EL DUENDE
En una casa había un duende,
y hacíales muchos daños
a los que en ella vivían:
ya les daba con un jarro,
ya les quitaba la ropa,
ya les tiraba los platos.
Los pobres, para librarse,
mudarse de allí trataron
a otro barrio, y aquel día
que ellos se estaban mudando,
viniendo el dueño de casa
ya por los postreros trastos,
al duende vió, que bajaba
por la escalera, cargado
con todos ellos, y el hombre
le preguntó muy despacio:
—¿Dónde vas?

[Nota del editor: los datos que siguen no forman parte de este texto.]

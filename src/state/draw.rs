//! Timed, strictly serial replay of a team assignment as a sequence of "flying card" steps.
//!
//! The assignment is fully decided before the animator runs; the animator only stages the
//! reveal. Every step goes through the same suspension points:
//!
//! 1. `flight_started`: the card leaves the source point,
//! 2. one frame tick,
//! 3. `arrived`: the destination panel reacts,
//! 4. the settle delay,
//! 5. the player is committed to its team and `committed` receives the new roster,
//! 6. the inter-step gap.

use std::{future::Future, time::Duration};

use rand::Rng;
use serde::{Deserialize, Serialize};
use tokio::{sync::watch, time::sleep};
use tracing::debug;
use uuid::Uuid;

use crate::state::teams::{Team, TeamError, draw_order, empty_shells};

/// Screen-space coordinate the cards fly from.
#[derive(Debug, Clone, Copy, Default, PartialEq, Serialize, Deserialize)]
pub struct Point {
    /// Horizontal position in CSS pixels.
    pub x: f64,
    /// Vertical position in CSS pixels.
    pub y: f64,
}

/// Delays between the suspension points of a step.
#[derive(Debug, Clone, Copy, PartialEq, Eq)]
pub struct DrawTimings {
    /// Wait between starting a flight and signalling arrival (one rendered frame).
    pub frame_tick: Duration,
    /// Wait between arrival and committing the player to its team.
    pub settle: Duration,
    /// Pause before the next step starts.
    pub step_gap: Duration,
}

impl DrawTimings {
    /// Total virtual duration of one step.
    pub fn per_step(&self) -> Duration {
        self.frame_tick + self.settle + self.step_gap
    }
}

impl Default for DrawTimings {
    fn default() -> Self {
        Self {
            frame_tick: Duration::from_millis(16),
            settle: Duration::from_millis(300),
            step_gap: Duration::from_millis(50),
        }
    }
}

/// One unit of the reveal, handed to the observer at each suspension point.
#[derive(Debug, Clone, PartialEq, Serialize)]
pub struct DrawEvent {
    /// Identifier shared by every event of the same draw.
    pub draw_id: Uuid,
    /// Zero-based position of this step in the sequence.
    pub step: usize,
    /// Number of steps in the sequence.
    pub total: usize,
    /// Player being revealed.
    pub player: String,
    /// Point the card starts from.
    pub source: Point,
    /// Index of the team panel the card flies to.
    pub destination_team: usize,
    /// Team index the engine gave this player (`step mod team_count` for a fresh draw).
    pub team_index_at_assignment: usize,
    /// Random rotation applied to the card while it flies.
    pub tilt_degrees: f64,
}

/// A single planned reveal.
#[derive(Debug, Clone, PartialEq)]
pub struct DrawStep {
    /// Player being revealed.
    pub player: String,
    /// Destination team index.
    pub team: usize,
    /// Card rotation in `[-10, 10)` degrees.
    pub tilt_degrees: f64,
}

/// Everything the animator needs to replay an assignment.
#[derive(Debug, Clone, PartialEq)]
pub struct DrawPlan {
    /// Identifier of the draw.
    pub id: Uuid,
    /// Teams as they look before the first commit (names only).
    pub teams: Vec<Team>,
    /// Steps in reveal order.
    pub steps: Vec<DrawStep>,
}

impl DrawPlan {
    /// Build a plan from a fresh assignment, revealing players in their dealt order.
    pub fn from_assignment(teams: &[Team]) -> Result<Self, TeamError> {
        Self::from_assignment_with_rng(teams, &mut rand::rng())
    }

    /// Same as [`DrawPlan::from_assignment`] with an explicit random source for the tilts.
    pub fn from_assignment_with_rng<R: Rng + ?Sized>(
        teams: &[Team],
        rng: &mut R,
    ) -> Result<Self, TeamError> {
        let mut plan = Self::new(empty_shells(teams), draw_order(teams))?;
        for step in &mut plan.steps {
            step.tilt_degrees = rng.random_range(-10.0..10.0);
        }
        Ok(plan)
    }

    /// Build an untilted plan from explicit starting teams and `(player, team)` pairs.
    pub fn new(teams: Vec<Team>, order: Vec<(String, usize)>) -> Result<Self, TeamError> {
        if teams.is_empty() {
            return Err(TeamError::InvalidConfiguration(
                "a draw needs at least one team".into(),
            ));
        }
        if let Some((_, team)) = order.iter().find(|(_, team)| *team >= teams.len()) {
            return Err(TeamError::IndexOutOfRange {
                what: "team",
                index: *team,
                len: teams.len(),
            });
        }

        let steps = order
            .into_iter()
            .map(|(player, team)| DrawStep {
                player,
                team,
                tilt_degrees: 0.0,
            })
            .collect();

        Ok(Self {
            id: Uuid::new_v4(),
            teams,
            steps,
        })
    }

    /// Number of steps in the plan.
    pub fn len(&self) -> usize {
        self.steps.len()
    }

    /// Whether the plan reveals nobody.
    pub fn is_empty(&self) -> bool {
        self.steps.is_empty()
    }
}

/// Presentation side of the draw. Each callback is awaited before the animator moves on.
pub trait DrawObserver: Send {
    /// A card starts flying towards its team.
    fn flight_started(&mut self, event: &DrawEvent) -> impl Future<Output = ()> + Send;
    /// The card reached the destination panel.
    fn arrived(&mut self, event: &DrawEvent) -> impl Future<Output = ()> + Send;
    /// The player was added to its team; `teams` is the roster after the commit.
    fn committed(
        &mut self,
        event: &DrawEvent,
        teams: &[Team],
    ) -> impl Future<Output = ()> + Send;
}

/// How a draw ended.
#[derive(Debug, Clone, PartialEq)]
pub enum DrawOutcome {
    /// Every step ran; the teams equal the assignment.
    Completed(Vec<Team>),
    /// A cancel request was honoured between two steps.
    Cancelled {
        /// Steps committed before stopping.
        committed: usize,
        /// Teams as they were at the stop.
        teams: Vec<Team>,
    },
}

impl DrawOutcome {
    /// Teams at the end of the draw, whichever way it ended.
    pub fn teams(&self) -> &[Team] {
        match self {
            DrawOutcome::Completed(teams) => teams,
            DrawOutcome::Cancelled { teams, .. } => teams,
        }
    }
}

/// Drives a [`DrawPlan`] through its timed steps.
#[derive(Debug, Clone)]
pub struct DrawAnimator {
    timings: DrawTimings,
    cancel: Option<watch::Receiver<bool>>,
}

impl DrawAnimator {
    /// Animator that always runs to completion.
    pub fn new(timings: DrawTimings) -> Self {
        Self {
            timings,
            cancel: None,
        }
    }

    /// Allow the sequence to stop between steps once `cancel` holds `true`.
    pub fn with_cancellation(mut self, cancel: watch::Receiver<bool>) -> Self {
        self.cancel = Some(cancel);
        self
    }

    fn cancel_requested(&self) -> bool {
        self.cancel.as_ref().is_some_and(|rx| *rx.borrow())
    }

    /// Replay `plan` from `source`, awaiting the observer at each suspension point.
    pub async fn animate<O: DrawObserver>(
        &self,
        plan: DrawPlan,
        source: Point,
        observer: &mut O,
    ) -> DrawOutcome {
        let DrawPlan {
            id,
            mut teams,
            steps,
        } = plan;
        let total = steps.len();

        for (step, planned) in steps.into_iter().enumerate() {
            if self.cancel_requested() {
                debug!(draw_id = %id, committed = step, total, "draw cancelled");
                return DrawOutcome::Cancelled {
                    committed: step,
                    teams,
                };
            }

            let event = DrawEvent {
                draw_id: id,
                step,
                total,
                player: planned.player,
                source,
                destination_team: planned.team,
                team_index_at_assignment: planned.team,
                tilt_degrees: planned.tilt_degrees,
            };

            observer.flight_started(&event).await;
            sleep(self.timings.frame_tick).await;

            observer.arrived(&event).await;
            sleep(self.timings.settle).await;

            teams[event.destination_team]
                .members
                .push(event.player.clone());
            observer.committed(&event, &teams).await;

            sleep(self.timings.step_gap).await;
        }

        DrawOutcome::Completed(teams)
    }
}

Y el duende dijo:
—Allá; pues ¿no nos mudamos?
A que él replicó: —Si es eso,
y has de seguirnos los pasos,
quedarnos aquí es mejor,
y excusarnos el trabajo.
(El Job de las mujeres, Santa Isabel, reina de Hungría, jornada 2.ª)
LA MULA DEL DOCTOR[14]
Un barbero en un cuartago
visitaba a cierto enfermo
que tenía una apostema
con unos dolores fieros.
Alargábase la cura,
y el paciente echaba verbos.
—Hermano, tened paciencia
—decía el quirurgo diestro—,
que este achaque va despacio,
que en el hipocondrio interno
tenéis una hidropesía;
alcanzadme ese tintero,
porque quiero recetaros
un nuevo eficaz remedio.
Y al darle el pobre la pluma
el caballo, que era inquieto,
asentóle la herradura
y le reventó el divieso,
con que al punto le cesaron
los dolores al enfermo,
sintiéndose mejorado,
y quedó a voces diciendo:
—Vive Dios que mejor cura
el caballo que el maestro.
(Ver y creer, jornada 1.ª)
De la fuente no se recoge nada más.